Bee populations in Colombia and the globe are declining due to habitat loss, pesticide exposure, and climate change, and that decline threatens the Colombian food supply more directly than most public conversations about environmental protection acknowledge, since 75% of the world’s leading food crops and nearly 90% of wild flowering plant species depend at least partially on animal pollination, according to the Intergovernmental Science-Policy Platform on Biodiversity and Ecosystem Services (IPBES, the international scientific body that assesses the state of nature for governments worldwide).
No bees, no harvest: That is not a rhetorical warning but a production reality that Colombian coffee, cacao, avocado, and fruit growers already navigate every season.

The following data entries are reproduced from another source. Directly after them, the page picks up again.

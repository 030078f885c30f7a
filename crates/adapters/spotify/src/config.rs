//! Spotify plugin configuration, as found in the host's accessory or
//! platform block.

use std::path::PathBuf;
use std::time::Duration;

use rusty_spotify_domain::service::ServiceType;
use serde::Deserialize;

use crate::error::SpotifyError;

/// Default interval between two device refreshes, in milliseconds.
pub const DEFAULT_REFRESH_RATE_MS: u64 = 10_000;

pub const DEFAULT_ACCOUNTS_URL: &str = "https://accounts.spotify.com";
pub const DEFAULT_API_URL: &str = "https://api.spotify.com";

/// Capability each Spotify device is exposed as by the platform.
#[derive(Debug, Clone, Copy, PartialEq, Eq, Deserialize)]
#[serde(rename_all = "lowercase")]
pub enum AccessoryType {
    Switch,
    Light,
    Speaker,
}

impl AccessoryType {
    #[must_use]
    pub fn service_type(self) -> ServiceType {
        match self {
            Self::Switch => ServiceType::Switch,
            Self::Light => ServiceType::Lightbulb,
            Self::Speaker => ServiceType::Speaker,
        }
    }
}

/// Configuration shared by the accessory and platform plugins.
#[derive(Debug, Clone, Deserialize)]
pub struct SpotifyConfig {
    /// Spotify application client id.
    pub client_id: String,
    /// Spotify application client secret.
    pub client_secret: String,
    /// Long-lived refresh token; rotated tokens are written back to
    /// [`config_path`](Self::config_path).
    pub refresh_token: String,
    /// Display name of a single accessory.
    #[serde(default)]
    pub name: Option<String>,
    /// Device a single accessory controls; the active device when absent.
    #[serde(default)]
    pub device_id: Option<String>,
    /// Device refresh interval of the platform, in milliseconds.
    #[serde(default = "default_refresh_rate")]
    pub refresh_rate: u64,
    /// Capability each device is exposed as by the platform.
    #[serde(default)]
    pub accessory_type: Option<AccessoryType>,
    #[serde(default = "default_accounts_url")]
    pub accounts_url: String,
    #[serde(default = "default_api_url")]
    pub api_url: String,
    /// Host configuration file holding `refresh_token`.
    #[serde(default)]
    pub config_path: Option<PathBuf>,
}

fn default_refresh_rate() -> u64 {
    DEFAULT_REFRESH_RATE_MS
}

fn default_accounts_url() -> String {
    DEFAULT_ACCOUNTS_URL.to_string()
}

fn default_api_url() -> String {
    DEFAULT_API_URL.to_string()
}

impl SpotifyConfig {
    /// Parse and validate a host-provided configuration block.
    ///
    /// # Errors
    ///
    /// Returns [`SpotifyError::Config`] if a required field is missing,
    /// blank, or a value is out of range.
    pub fn from_value(value: &serde_json::Value) -> Result<Self, SpotifyError> {
        let config =
            Self::deserialize(value).map_err(|err| SpotifyError::Config(err.to_string()))?;
        config.validate()?;
        Ok(config)
    }

    /// Check the configuration for consistency.
    ///
    /// # Errors
    ///
    /// Returns [`SpotifyError::Config`] describing the first problem found.
    pub fn validate(&self) -> Result<(), SpotifyError> {
        for (field, value) in [
            ("client_id", &self.client_id),
            ("client_secret", &self.client_secret),
            ("refresh_token", &self.refresh_token),
        ] {
            if value.trim().is_empty() {
                return Err(SpotifyError::Config(format!("`{field}` must not be empty")));
            }
        }
        if self.refresh_rate == 0 {
            return Err(SpotifyError::Config(
                "`refresh_rate` must be greater than 0".to_string(),
            ));
        }
        Ok(())
    }

    /// Service type the platform builds per device: the configured
    /// `accessory_type`, then `fallback`, then a light.
    #[must_use]
    pub fn service_type_or(&self, fallback: Option<ServiceType>) -> ServiceType {
        self.accessory_type
            .map(AccessoryType::service_type)
            .or(fallback)
            .unwrap_or(ServiceType::Lightbulb)
    }

    #[must_use]
    pub fn refresh_interval(&self) -> Duration {
        Duration::from_millis(self.refresh_rate)
    }
}

#[cfg(test)]
mod tests {
    use super::*;

    fn minimal() -> serde_json::Value {
        serde_json::json!({
            "accessory": "SpotifyAccessory",
            "client_id": "client",
            "client_secret": "secret",
            "refresh_token": "refresh-1",
        })
    }

    #[test]
    fn should_apply_defaults_for_optional_fields() {
        let config = SpotifyConfig::from_value(&minimal()).unwrap();
        assert_eq!(config.client_id, "client");
        assert_eq!(config.refresh_rate, DEFAULT_REFRESH_RATE_MS);
        assert_eq!(config.refresh_interval(), Duration::from_secs(10));
        assert!(config.accessory_type.is_none());
        assert_eq!(config.service_type_or(None), ServiceType::Lightbulb);
        assert_eq!(config.accounts_url, DEFAULT_ACCOUNTS_URL);
        assert_eq!(config.api_url, DEFAULT_API_URL);
        assert!(config.name.is_none());
        assert!(config.device_id.is_none());
        assert!(config.config_path.is_none());
    }

    #[test]
    fn should_parse_platform_block() {
        let config = SpotifyConfig::from_value(&serde_json::json!({
            "platform": "Spotify",
            "client_id": "client",
            "client_secret": "secret",
            "refresh_token": "refresh-1",
            "refresh_rate": 2500,
            "accessory_type": "speaker",
            "config_path": "/var/lib/homebridge/config.json",
        }))
        .unwrap();
        assert_eq!(config.refresh_interval(), Duration::from_millis(2500));
        assert_eq!(config.accessory_type, Some(AccessoryType::Speaker));
        assert_eq!(
            config.service_type_or(Some(ServiceType::Switch)),
            ServiceType::Speaker
        );
        assert_eq!(
            config.config_path,
            Some(PathBuf::from("/var/lib/homebridge/config.json"))
        );
    }

    #[test]
    fn should_fall_back_to_bound_service_type() {
        let config = SpotifyConfig::from_value(&minimal()).unwrap();
        assert_eq!(
            config.service_type_or(Some(ServiceType::Speaker)),
            ServiceType::Speaker
        );
    }

    #[test]
    fn should_reject_missing_credentials() {
        let result = SpotifyConfig::from_value(&serde_json::json!({ "client_id": "client" }));
        assert!(matches!(result, Err(SpotifyError::Config(_))));
    }

    #[test]
    fn should_reject_blank_refresh_token() {
        let mut value = minimal();
        value["refresh_token"] = serde_json::json!("  ");
        let Err(SpotifyError::Config(reason)) = SpotifyConfig::from_value(&value) else {
            panic!("expected a config error");
        };
        assert!(reason.contains("refresh_token"));
    }

    #[test]
    fn should_reject_zero_refresh_rate() {
        let mut value = minimal();
        value["refresh_rate"] = serde_json::json!(0);
        assert!(matches!(
            SpotifyConfig::from_value(&value),
            Err(SpotifyError::Config(_))
        ));
    }

    #[test]
    fn should_reject_unknown_accessory_type() {
        let mut value = minimal();
        value["accessory_type"] = serde_json::json!("television");
        assert!(matches!(
            SpotifyConfig::from_value(&value),
            Err(SpotifyError::Config(_))
        ));
    }
}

Why Colombia’s agriculture depends on bees
The Food and Agriculture Organization of the United Nations (FAO) estimates that pollination services, the work that bees, butterflies, bats, and other animals perform when they transfer pollen from one flower to another and enable fruit and seed formation, contribute up to US$577 billion annually to the global food economy, with bees performing the largest single share of that work, and Colombia’s export agriculture sits precisely in the crop categories most dependent on that contribution.
The Federacion Nacional de Cafeteros (FNC) has documented that Coffea arabica, Colombia’s primary coffee export variety, produces yields up to 20% higher in plots with abundant bee presence compared to those where pollinator populations have declined, a gap that translates directly into farmer income, export volume, and the price Colombian coffee commands in international specialty markets, since a smaller harvest from the same acreage raises the cost per kilogram across the entire supply chain.
That 20% yield difference is not an abstract biodiversity statistic; it is the margin between a profitable harvest and a loss year for thousands of smallholder coffee farmers in Antioquia, Huila, and Nariño.
Three drivers converging on Colombian farms
Colombia’s Instituto de Investigacion de Recursos Biologicos Alexander von Humboldt identifies three overlapping pressures that push bee populations downward in the country’s main agricultural zones: Monoculture farming, meaning the cultivation of a single crop across large areas, which eliminates the year-round floral diversity bees need to maintain colony health.
The intensive use of neonicotinoids, a class of systemic insecticides that remain active inside plant tissue and harm bees that feed on treated pollen or nectar, even when application instructions appear on the label, and climate-driven disruptions to flowering calendars, where rising temperatures shift when plants bloom in ways that break the timing alignment between bee foraging cycles and available food sources.
These three factors reinforce each other in practice, since a monoculture plot treated with systemic pesticides during a climate-disrupted flowering season compounds the stress on bee colonies far beyond what any single factor would produce alone, and the coffee, cacao, and tropical fruit corridors in Colombia’s Andean foothills face all three simultaneously.
Policy commitments and the enforcement gap
Colombia ratified the Convention on Biological Diversity in 1994 and incorporated pollinator protection into its National Biodiversity Policy, yet environmental researchers at the Universidad Nacional de Colombia point out that restrictions on bee-toxic pesticides remain inconsistently enforced at the farm level, particularly in the Caribbean vegetable-growing corridor and the Andean coffee belt, where economic pressure to maximize short-term yields and limited access to technical assistance create conditions that biodiversity policy alone cannot correct without dedicated agricultural extension programs and monitoring.
In reality, three local practices that the FAO, the Alexander von Humboldt Institute, and Medellin’s metropolitan area recommend consistently produce measurable bee recovery results: Planting native flowering species to extend year-round food availability for pollinators, eliminating systemic insecticide use in residential and small-farm plots, and supporting the urban and peri-urban beekeeping programs that Medellin has promoted through community training since 2019, all of which require institutional follow-through rather than individual goodwill to reach the scale Colombia’s agricultural exposure demands.
No bees, no harvest describes a risk that Colombia’s biodiversity commitments acknowledge and its enforcement mechanisms have yet to fully address, and the gap between those two positions is where the country’s food security over the next two decades will be decided.